Firstly, the fingertip detection was handled by correlation techniques using a circular mask in which the fingertip was modeled as a cylinder with a hemispherical cap [3, 13, 14, 21, 22, 30]. Subsequently, normalized correlation was used with a template of a properly sized circle corresponding to a user’s fingertip size. The segmentation of the hand must be very accurate in order to achieve a good detection result under this model and fulfill the requirement of the particular shape of an approximate cylinder. Secondly, the curvature local maximum on the boundary of the silhouette was used as the feature to detect fingertips [2, 15, 20, 26]. The curvature was calculated using the discrete points on the silhouette in all these curvature-based methods, which led to the high sensitivity to noises such as local valleys caused by incompleteness of hand region segmentation. Thirdly, convexity approach was used for finger detection and hand gesture recognition in some latterly literatures, by which convex hull and convexity defects were calculated so as to find the area of hand and finger position as soon as the segmented image was obtained [4, 10]. And then, the vertices of the convex hull were considered as the fingertips, which caused mistakes when the vertices represented other corners of the hand silhouette rather than fingertips.

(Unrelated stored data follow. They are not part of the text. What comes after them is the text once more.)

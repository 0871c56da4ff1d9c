//! Periodic sync scheduler
//!
//! One background loop: plan the next run from the current settings, sleep
//! until it is due, then (if still enabled) refresh the hub and sync every
//! enabled spoke.
//!
//! ## Settings
//!
//! Interval and enabled flag live in a `watch` channel. A change while the
//! loop is sleeping re-plans the deadline from the start of the wait, so a
//! shorter interval can make the next run due immediately.
//!
//! ## Shutdown
//!
//! The loop stops promptly when the shutdown signal fires. A cycle already
//! in progress is given `shutdown_grace` to finish and is then dropped.
//! Stores only swap in fully written state, so dropping a cycle never
//! corrupts the cache. The store is flushed before `run` returns.

use chrono::{DateTime, Utc};
use std::sync::Arc;
use std::time::Duration;
use tokio::sync::{oneshot, watch};
use tokio::time::Instant;
use tracing::{debug, error, info, warn};

use crate::config::ScheduleConfig;
use crate::error::Result;
use crate::orchestrator::{HubRefresh, SyncOrchestrator};

/// Handle for changing schedule settings at runtime
#[derive(Debug, Clone)]
pub struct ScheduleHandle {
    settings: Arc<watch::Sender<ScheduleConfig>>,
    next_run: watch::Receiver<Option<DateTime<Utc>>>,
}

impl ScheduleHandle {
    /// Current settings
    pub fn settings(&self) -> ScheduleConfig {
        *self.settings.borrow()
    }

    /// Change the interval (clamped to 1..=1440 minutes)
    pub fn set_interval_minutes(&self, minutes: u64) {
        self.settings.send_modify(|s| {
            *s = ScheduleConfig::new(minutes, s.enabled);
        });
    }

    /// Enable or disable periodic sync
    pub fn set_enabled(&self, enabled: bool) {
        self.settings.send_modify(|s| s.enabled = enabled);
    }

    /// Replace both settings at once (interval clamped to 1..=1440 minutes)
    pub fn apply(&self, settings: ScheduleConfig) {
        self.settings.send_modify(|s| {
            *s = ScheduleConfig::new(settings.interval_minutes, settings.enabled);
        });
    }

    /// When the next cycle is due; `None` while disabled or stopped
    pub fn next_run(&self) -> Option<DateTime<Utc>> {
        *self.next_run.borrow()
    }
}

/// Background timer driving the orchestrator
pub struct Scheduler {
    orchestrator: Arc<SyncOrchestrator>,
    settings: watch::Receiver<ScheduleConfig>,
    next_run: watch::Sender<Option<DateTime<Utc>>>,
    shutdown_grace: Duration,
}

impl Scheduler {
    /// Create a scheduler
    ///
    /// # Returns
    ///
    /// A tuple of (scheduler, handle)
    pub fn new(
        orchestrator: Arc<SyncOrchestrator>,
        settings: ScheduleConfig,
        shutdown_grace: Duration,
    ) -> (Self, ScheduleHandle) {
        let settings = ScheduleConfig::new(settings.interval_minutes, settings.enabled);
        let (settings_tx, settings_rx) = watch::channel(settings);
        let (next_tx, next_rx) = watch::channel(None);

        let scheduler = Self {
            orchestrator,
            settings: settings_rx,
            next_run: next_tx,
            shutdown_grace,
        };
        let handle = ScheduleHandle {
            settings: Arc::new(settings_tx),
            next_run: next_rx,
        };

        (scheduler, handle)
    }

    /// Run until the shutdown signal fires
    ///
    /// # Returns
    ///
    /// - `Ok(())`: Clean shutdown
    /// - `Err(Error)`: The final store flush failed
    pub async fn run(mut self, mut shutdown: oneshot::Receiver<()>) -> Result<()> {
        let initial = *self.settings.borrow();
        info!(
            "Scheduler started: every {} minutes, {}",
            initial.interval_minutes,
            if initial.enabled { "enabled" } else { "disabled" }
        );

        let mut settings_open = true;

        'outer: loop {
            let wait_started = Instant::now();

            // Sleep until due, re-planning whenever the settings change.
            loop {
                let settings = *self.settings.borrow_and_update();
                let deadline = wait_started + settings.interval();
                self.publish_next_run(settings.enabled, deadline);

                tokio::select! {
                    _ = &mut shutdown => {
                        info!("Shutdown signal received");
                        break 'outer;
                    }
                    changed = self.settings.changed(), if settings_open => {
                        if changed.is_err() {
                            debug!("Schedule handle dropped; keeping current settings");
                            settings_open = false;
                        }
                    }
                    _ = tokio::time::sleep_until(deadline) => break,
                }
            }

            if !self.settings.borrow().enabled {
                debug!("Periodic sync disabled, skipping tick");
                continue;
            }

            let cycle = self.orchestrator.run_cycle();
            tokio::pin!(cycle);

            tokio::select! {
                report = &mut cycle => {
                    if matches!(report.hub, HubRefresh::NoHub) {
                        info!("No hub configured, scheduled sync skipped");
                    }
                }
                _ = &mut shutdown => {
                    info!(
                        "Shutdown requested during a sync cycle, waiting up to {:?}",
                        self.shutdown_grace
                    );
                    if tokio::time::timeout(self.shutdown_grace, &mut cycle).await.is_err() {
                        warn!("Sync cycle abandoned at shutdown");
                    }
                    break 'outer;
                }
            }
        }

        self.next_run.send_replace(None);

        if let Err(e) = self.orchestrator.store().flush().await {
            error!("Failed to flush store at shutdown: {}", e);
            return Err(e);
        }
        info!("Store flushed, scheduler stopped");
        Ok(())
    }

    fn publish_next_run(&self, enabled: bool, deadline: Instant) {
        let next = enabled.then(|| {
            let remaining = deadline.saturating_duration_since(Instant::now());
            Utc::now() + chrono::Duration::from_std(remaining).unwrap_or(chrono::Duration::zero())
        });
        self.next_run.send_replace(next);
    }
}
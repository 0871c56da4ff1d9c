//! Process-wide adapter session cache
//!
//! Adapters that authenticate with a session token share one cache keyed by
//! server base URL. Each key has its own async lock, so one adapter's
//! check-then-reauthenticate sequence cannot interleave with another's for
//! the same server while different servers proceed in parallel.
//!
//! ```rust,ignore
//! let mut slot = ctx.sessions.lock(&base_url).await;
//! if let Some(session) = slot.current() {
//!     if is_valid(session).await? {
//!         return Ok(());
//!     }
//! }
//! slot.store(login().await?);
//! ```

use std::collections::HashMap;
use std::fmt;
use std::sync::{Arc, Mutex, PoisonError};
use std::time::{Duration, Instant};
use tokio::sync::{Mutex as AsyncMutex, OwnedMutexGuard};

/// An authenticated session on a remote server
#[derive(Clone)]
pub struct Session {
    /// Session identifier sent with each request
    pub token: String,
    /// Anti-CSRF token, for servers that require one
    pub csrf: Option<String>,
    /// When the session was established
    pub created_at: Instant,
}

impl Session {
    /// Create a session stamped with the current time
    pub fn new(token: impl Into<String>, csrf: Option<String>) -> Self {
        Self {
            token: token.into(),
            csrf,
            created_at: Instant::now(),
        }
    }
}

impl fmt::Debug for Session {
    fn fmt(&self, f: &mut fmt::Formatter<'_>) -> fmt::Result {
        f.debug_struct("Session")
            .field("token", &"<redacted>")
            .field("csrf", &self.csrf.as_ref().map(|_| "<redacted>"))
            .field("created_at", &self.created_at)
            .finish()
    }
}

type Slot = Arc<AsyncMutex<Option<Session>>>;

#[derive(Default)]
struct Inner {
    slots: Mutex<HashMap<String, Slot>>,
    ttl: Option<Duration>,
}

/// Shared, lock-guarded session cache
///
/// Cloning is cheap; all clones share the same entries.
#[derive(Clone, Default)]
pub struct SessionCache {
    inner: Arc<Inner>,
}

impl SessionCache {
    /// Create a cache whose entries live until a validity check rejects them
    pub fn new() -> Self {
        Self::default()
    }

    /// Create a cache whose entries expire after `ttl`
    pub fn with_ttl(ttl: Option<Duration>) -> Self {
        Self {
            inner: Arc::new(Inner {
                slots: Mutex::new(HashMap::new()),
                ttl,
            }),
        }
    }

    /// Lock the entry for one server
    ///
    /// The guard is held across the adapter's validity check and re-authentication.
    pub async fn lock(&self, base_url: &str) -> SessionGuard {
        let slot = self.slot(base_url);
        SessionGuard {
            guard: slot.lock_owned().await,
            ttl: self.inner.ttl,
        }
    }

    /// Copy of the current session for a server, if valid
    pub async fn get(&self, base_url: &str) -> Option<Session> {
        self.lock(base_url).await.current().cloned()
    }

    /// Drop the cached session for a server
    pub async fn invalidate(&self, base_url: &str) {
        self.lock(base_url).await.invalidate();
    }

    /// Drop entries for servers `keep` rejects
    ///
    /// Entries locked by an in-flight connect are kept regardless.
    ///
    /// # Returns
    ///
    /// Number of entries removed
    pub fn retain(&self, keep: impl Fn(&str) -> bool) -> usize {
        let mut slots = self
            .inner
            .slots
            .lock()
            .unwrap_or_else(PoisonError::into_inner);
        let before = slots.len();
        slots.retain(|url, slot| keep(url) || Arc::strong_count(slot) > 1);
        before - slots.len()
    }

    /// Number of servers with an entry
    pub fn len(&self) -> usize {
        self.inner
            .slots
            .lock()
            .map(|slots| slots.len())
            .unwrap_or_default()
    }

    /// Whether no server has an entry
    pub fn is_empty(&self) -> bool {
        self.len() == 0
    }

    fn slot(&self, base_url: &str) -> Slot {
        let mut slots = self
            .inner
            .slots
            .lock()
            .unwrap_or_else(PoisonError::into_inner);
        slots
            .entry(base_url.trim_end_matches('/').to_string())
            .or_default()
            .clone()
    }
}

impl fmt::Debug for SessionCache {
    fn fmt(&self, f: &mut fmt::Formatter<'_>) -> fmt::Result {
        let servers = self
            .inner
            .slots
            .lock()
            .map(|slots| slots.len())
            .unwrap_or_default();
        f.debug_struct("SessionCache")
            .field("servers", &servers)
            .field("ttl", &self.inner.ttl)
            .finish()
    }
}

/// Exclusive access to one server's cached session
pub struct SessionGuard {
    guard: OwnedMutexGuard<Option<Session>>,
    ttl: Option<Duration>,
}

impl SessionGuard {
    /// The cached session, unless missing or expired
    pub fn current(&self) -> Option<&Session> {
        self.guard
            .as_ref()
            .filter(|s| self.ttl.is_none_or(|ttl| s.created_at.elapsed() < ttl))
    }

    /// Replace the cached session
    pub fn store(&mut self, session: Session) {
        *self.guard = Some(session);
    }

    /// Forget the cached session
    pub fn invalidate(&mut self) {
        *self.guard = None;
    }
}
//! Test doubles and common utilities for contract tests
//!
//! A `ScriptedServer` stands in for one remote DNS-admin server: it holds a
//! live record set, counts every call, and can be told to fail or reject.
//! `ScriptedFactory` hands out adapters bound to those servers by name.

#![allow(dead_code)]

use async_trait::async_trait;
use dnssync_core::error::{Error, Result};
use dnssync_core::traits::{
    AdapterContext, Notifier, ServerAdapter, ServerAdapterFactory, Snapshot, SyncRun, SyncStore,
};
use dnssync_core::{
    AdapterRegistry, EngineConfig, MemoryCredentialStore, MemorySyncStore, RecordSet, RecordType,
    ServerConfig, SessionCache, SharedInventory, SyncEvent, SyncOrchestrator,
};
use std::collections::{HashMap, HashSet};
use std::sync::atomic::{AtomicBool, AtomicUsize, Ordering};
use std::sync::{Arc, Mutex};
use std::time::Duration;
use tokio::sync::mpsc;

/// Adapter type tag used by every test server
pub const SCRIPTED: &str = "scripted";

/// Build a record set from canonical strings
pub fn records(a: &[&str], cname: &[&str]) -> RecordSet {
    let mut set = RecordSet::new();
    for s in a {
        set.insert_canonical(RecordType::A, s).unwrap();
    }
    for s in cname {
        set.insert_canonical(RecordType::Cname, s).unwrap();
    }
    set
}

/// A hub config backed by a scripted server
pub fn hub(name: &str) -> ServerConfig {
    ServerConfig::new(name, SCRIPTED, format!("http://{}.test", name)).as_hub()
}

/// A spoke config backed by a scripted server
pub fn spoke(name: &str) -> ServerConfig {
    ServerConfig::new(name, SCRIPTED, format!("http://{}.test", name))
}

#[derive(Default)]
struct ServerState {
    records: Mutex<RecordSet>,
    fail_connect: AtomicBool,
    fail_get: AtomicBool,
    reject: Mutex<HashSet<String>>,
    error_on: Mutex<HashSet<String>>,
    op_delay: Mutex<Duration>,
    connect_calls: AtomicUsize,
    get_calls: AtomicUsize,
    add_calls: AtomicUsize,
    delete_calls: AtomicUsize,
    disconnect_calls: AtomicUsize,
    active: AtomicUsize,
    max_active: AtomicUsize,
}

/// One fake remote server
#[derive(Clone, Default)]
pub struct ScriptedServer {
    state: Arc<ServerState>,
}

impl ScriptedServer {
    /// Replace the live record set
    pub fn set_records(&self, records: RecordSet) {
        *self.state.records.lock().unwrap() = records;
    }

    /// Current live record set
    pub fn records(&self) -> RecordSet {
        self.state.records.lock().unwrap().clone()
    }

    /// Make `connect` fail with a connection error
    pub fn fail_connect(&self, fail: bool) {
        self.state.fail_connect.store(fail, Ordering::SeqCst);
    }

    /// Make `get_records` fail with a transport error
    pub fn fail_get(&self, fail: bool) {
        self.state.fail_get.store(fail, Ordering::SeqCst);
    }

    /// Add/delete of this canonical string returns `Ok(false)`
    pub fn reject(&self, canonical: &str) {
        self.state.reject.lock().unwrap().insert(canonical.to_string());
    }

    /// Add/delete of this canonical string returns an error
    pub fn error_on(&self, canonical: &str) {
        self.state
            .error_on
            .lock()
            .unwrap()
            .insert(canonical.to_string());
    }

    /// Delay every add/delete
    pub fn set_op_delay(&self, delay: Duration) {
        *self.state.op_delay.lock().unwrap() = delay;
    }

    pub fn connect_calls(&self) -> usize {
        self.state.connect_calls.load(Ordering::SeqCst)
    }

    pub fn get_calls(&self) -> usize {
        self.state.get_calls.load(Ordering::SeqCst)
    }

    pub fn add_calls(&self) -> usize {
        self.state.add_calls.load(Ordering::SeqCst)
    }

    pub fn delete_calls(&self) -> usize {
        self.state.delete_calls.load(Ordering::SeqCst)
    }

    pub fn disconnect_calls(&self) -> usize {
        self.state.disconnect_calls.load(Ordering::SeqCst)
    }

    /// Add plus delete calls
    pub fn mutation_calls(&self) -> usize {
        self.add_calls() + self.delete_calls()
    }

    /// Highest number of simultaneously connected adapters seen
    pub fn max_concurrent_sessions(&self) -> usize {
        self.state.max_active.load(Ordering::SeqCst)
    }

    /// A standalone adapter bound to this server
    pub fn adapter(&self, name: &str) -> ScriptedAdapter {
        ScriptedAdapter {
            name: name.to_string(),
            server: self.clone(),
            connected: false,
        }
    }

    async fn mutate(&self, canonical: &str, apply: impl FnOnce(&mut RecordSet) -> bool) -> Result<bool> {
        let delay = *self.state.op_delay.lock().unwrap();
        if !delay.is_zero() {
            tokio::time::sleep(delay).await;
        }
        if self.state.error_on.lock().unwrap().contains(canonical) {
            return Err(Error::record_operation(format!("scripted error for {}", canonical)));
        }
        if self.state.reject.lock().unwrap().contains(canonical) {
            return Ok(false);
        }
        Ok(apply(&mut self.state.records.lock().unwrap()))
    }
}

/// Adapter driving a `ScriptedServer`
pub struct ScriptedAdapter {
    name: String,
    server: ScriptedServer,
    connected: bool,
}

#[async_trait]
impl ServerAdapter for ScriptedAdapter {
    async fn connect(&mut self) -> Result<()> {
        let state = &self.server.state;
        state.connect_calls.fetch_add(1, Ordering::SeqCst);
        if state.fail_connect.load(Ordering::SeqCst) {
            return Err(Error::connection(format!("{} unreachable", self.name)));
        }
        if !self.connected {
            let active = state.active.fetch_add(1, Ordering::SeqCst) + 1;
            state.max_active.fetch_max(active, Ordering::SeqCst);
            self.connected = true;
        }
        Ok(())
    }

    async fn get_records(&self) -> Result<RecordSet> {
        self.server.state.get_calls.fetch_add(1, Ordering::SeqCst);
        if self.server.state.fail_get.load(Ordering::SeqCst) {
            return Err(Error::transport("connection reset"));
        }
        Ok(self.server.records())
    }

    async fn add_record(&self, record: &dnssync_core::DnsRecord) -> Result<bool> {
        self.server.state.add_calls.fetch_add(1, Ordering::SeqCst);
        let canonical = record.canonical();
        let owned = record.clone();
        self.server
            .mutate(&canonical, move |set| set.insert(&owned))
            .await
    }

    async fn delete_record(&self, record: &dnssync_core::DnsRecord) -> Result<bool> {
        self.server.state.delete_calls.fetch_add(1, Ordering::SeqCst);
        let canonical = record.canonical();
        let record_type = record.record_type;
        let key = canonical.clone();
        self.server
            .mutate(&canonical, move |set| {
                let mut next = RecordSet::new();
                let mut removed = false;
                for (ty, s) in set.iter() {
                    if ty == record_type && s == key {
                        removed = true;
                    } else {
                        next.insert_canonical(ty, s).unwrap();
                    }
                }
                *set = next;
                removed
            })
            .await
    }

    async fn disconnect(&mut self) {
        self.server
            .state
            .disconnect_calls
            .fetch_add(1, Ordering::SeqCst);
        if self.connected {
            self.server.state.active.fetch_sub(1, Ordering::SeqCst);
            self.connected = false;
        }
    }

    fn server_name(&self) -> &str {
        &self.name
    }

    fn adapter_type(&self) -> &'static str {
        SCRIPTED
    }
}

/// Factory handing out adapters bound to named scripted servers
#[derive(Default)]
pub struct ScriptedFactory {
    servers: Mutex<HashMap<String, ScriptedServer>>,
    created: AtomicUsize,
}

impl ScriptedFactory {
    /// The scripted server for a name (created on first use)
    pub fn server(&self, name: &str) -> ScriptedServer {
        self.servers
            .lock()
            .unwrap()
            .entry(name.to_string())
            .or_default()
            .clone()
    }

    /// Adapters created so far
    pub fn created(&self) -> usize {
        self.created.load(Ordering::SeqCst)
    }
}

#[async_trait]
impl ServerAdapterFactory for ScriptedFactory {
    async fn create(
        &self,
        config: &ServerConfig,
        _ctx: &AdapterContext,
    ) -> Result<Box<dyn ServerAdapter>> {
        self.created.fetch_add(1, Ordering::SeqCst);
        Ok(Box::new(self.server(&config.name).adapter(&config.name)))
    }
}

/// A notifier that counts calls
#[derive(Default)]
pub struct CountingNotifier {
    sync_failed: AtomicUsize,
    hub_unreachable: AtomicUsize,
    messages: Mutex<Vec<String>>,
}

impl CountingNotifier {
    pub fn sync_failed_count(&self) -> usize {
        self.sync_failed.load(Ordering::SeqCst)
    }

    pub fn hub_unreachable_count(&self) -> usize {
        self.hub_unreachable.load(Ordering::SeqCst)
    }

    pub fn messages(&self) -> Vec<String> {
        self.messages.lock().unwrap().clone()
    }
}

impl Notifier for CountingNotifier {
    fn notify_sync_failed(&self, server_name: &str, _server_type: &str, error: &str) {
        self.sync_failed.fetch_add(1, Ordering::SeqCst);
        self.messages
            .lock()
            .unwrap()
            .push(format!("sync failed: {}: {}", server_name, error));
    }

    fn notify_hub_unreachable(&self, server_name: &str, _server_type: &str, error: &str) {
        self.hub_unreachable.fetch_add(1, Ordering::SeqCst);
        self.messages
            .lock()
            .unwrap()
            .push(format!("hub unreachable: {}: {}", server_name, error));
    }
}

/// A store wrapper that counts flushes and can fail writes
#[derive(Default)]
pub struct FlakyStore {
    inner: MemorySyncStore,
    fail_writes: AtomicBool,
    flush_calls: AtomicUsize,
}

impl FlakyStore {
    /// Make every write return a persistence error
    pub fn fail_writes(&self, fail: bool) {
        self.fail_writes.store(fail, Ordering::SeqCst);
    }

    pub fn flush_call_count(&self) -> usize {
        self.flush_calls.load(Ordering::SeqCst)
    }

    fn check(&self) -> Result<()> {
        if self.fail_writes.load(Ordering::SeqCst) {
            Err(Error::persistence("disk full"))
        } else {
            Ok(())
        }
    }
}

#[async_trait]
impl SyncStore for FlakyStore {
    async fn save_hub_records(&self, hub_name: &str, records: &RecordSet) -> Result<()> {
        self.check()?;
        self.inner.save_hub_records(hub_name, records).await
    }

    async fn get_hub_snapshot(&self, hub_name: &str) -> Result<Option<Snapshot>> {
        self.inner.get_hub_snapshot(hub_name).await
    }

    async fn save_spoke_records(&self, spoke_name: &str, records: &RecordSet) -> Result<()> {
        self.check()?;
        self.inner.save_spoke_records(spoke_name, records).await
    }

    async fn get_spoke_snapshot(&self, spoke_name: &str) -> Result<Option<Snapshot>> {
        self.inner.get_spoke_snapshot(spoke_name).await
    }

    async fn record_sync_run(&self, run: &SyncRun) -> Result<()> {
        self.check()?;
        self.inner.record_sync_run(run).await
    }

    async fn history(&self, limit: usize, server_name: Option<&str>) -> Result<Vec<SyncRun>> {
        self.inner.history(limit, server_name).await
    }

    async fn clear_history(&self, server_name: Option<&str>) -> Result<usize> {
        self.check()?;
        self.inner.clear_history(server_name).await
    }

    async fn flush(&self) -> Result<()> {
        self.flush_calls.fetch_add(1, Ordering::SeqCst);
        Ok(())
    }
}

/// Fully wired orchestrator over scripted servers
pub struct Harness {
    pub orchestrator: Arc<SyncOrchestrator>,
    pub events: mpsc::Receiver<SyncEvent>,
    pub factory: Arc<ScriptedFactory>,
    pub notifier: Arc<CountingNotifier>,
    pub store: Arc<FlakyStore>,
    pub inventory: SharedInventory,
    pub sessions: SessionCache,
}

impl Harness {
    pub fn new(servers: Vec<ServerConfig>) -> Self {
        Self::with_engine(servers, EngineConfig::default())
    }

    pub fn with_engine(servers: Vec<ServerConfig>, engine: EngineConfig) -> Self {
        let inventory = SharedInventory::new(servers).unwrap();
        let factory = Arc::new(ScriptedFactory::default());
        let registry = Arc::new(AdapterRegistry::new());
        registry.register_adapter(SCRIPTED, factory.clone());
        let notifier = Arc::new(CountingNotifier::default());
        let store = Arc::new(FlakyStore::default());
        let sessions = SessionCache::new();
        let ctx = AdapterContext::new(Arc::new(MemoryCredentialStore::new()), sessions.clone());

        let (orchestrator, events) = SyncOrchestrator::new(
            Arc::new(inventory.clone()),
            registry,
            store.clone(),
            ctx,
            notifier.clone(),
            &engine,
        );

        Self {
            orchestrator: Arc::new(orchestrator),
            events,
            factory,
            notifier,
            store,
            inventory,
            sessions,
        }
    }

    /// The scripted server behind a configured name
    pub fn server(&self, name: &str) -> ScriptedServer {
        self.factory.server(name)
    }

    /// Drain every event emitted so far
    pub fn drain_events(&mut self) -> Vec<SyncEvent> {
        let mut events = Vec::new();
        while let Ok(event) = self.events.try_recv() {
            events.push(event);
        }
        events
    }
}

Fourthly, an algorithm based on the distance of the contour points to the hand position was also used in some literatures [11, 17]. In this algorithm, it was assumed that the points with longer distance to the center of the hand were considered as fingertips. However, a hand was deformable and the center of which was probably far away from the expected position if the gesture was not regular, which thus led to an error in fingertip location.

Differed from the existing approaches, an innovative way using Cubic Bezier Curve fitting based on Monte Carlo Sampling was proposed in this study for fingertip detection, by which the robustness to noise and the accuracy of fingertips location were significantly improved.

2.2.1 Bezier curve presenting

After obtaining the contour of the object hand, it was essential to calculate the curvature of every point in the contour as well as locate the local maximums.

The contour points set is {CP_m} 1 ≤ m ≤ M, where M is the total number of the points of the contour, and a sub contour points set of CP_m including 2L + 1 points is set as follows:

$$ \left\{C{P}_{m+j}^s\right\}\kern0.48em 1\le m\le M\kern0.36em -L\le j\le L $$

(2)

They are centered in contour point CP_m and consist of L contour points before CP_m as well as L contour points after CP_m (see Fig. 3). A fitted curve to the sub contour points set was discovered and the curvature of the fitted curve at middle point was the estimated curvature of the contour at CP_m. The problem was transformed into seeking for a robust and efficient curve fitting method to the sub contour points set $ C{P}_{m+j}^s $. In addition, a ‘Bezier curve Monte Carlo Sampling and fitting method’ with high fitting accuracy as well as computation efficiency was proposed.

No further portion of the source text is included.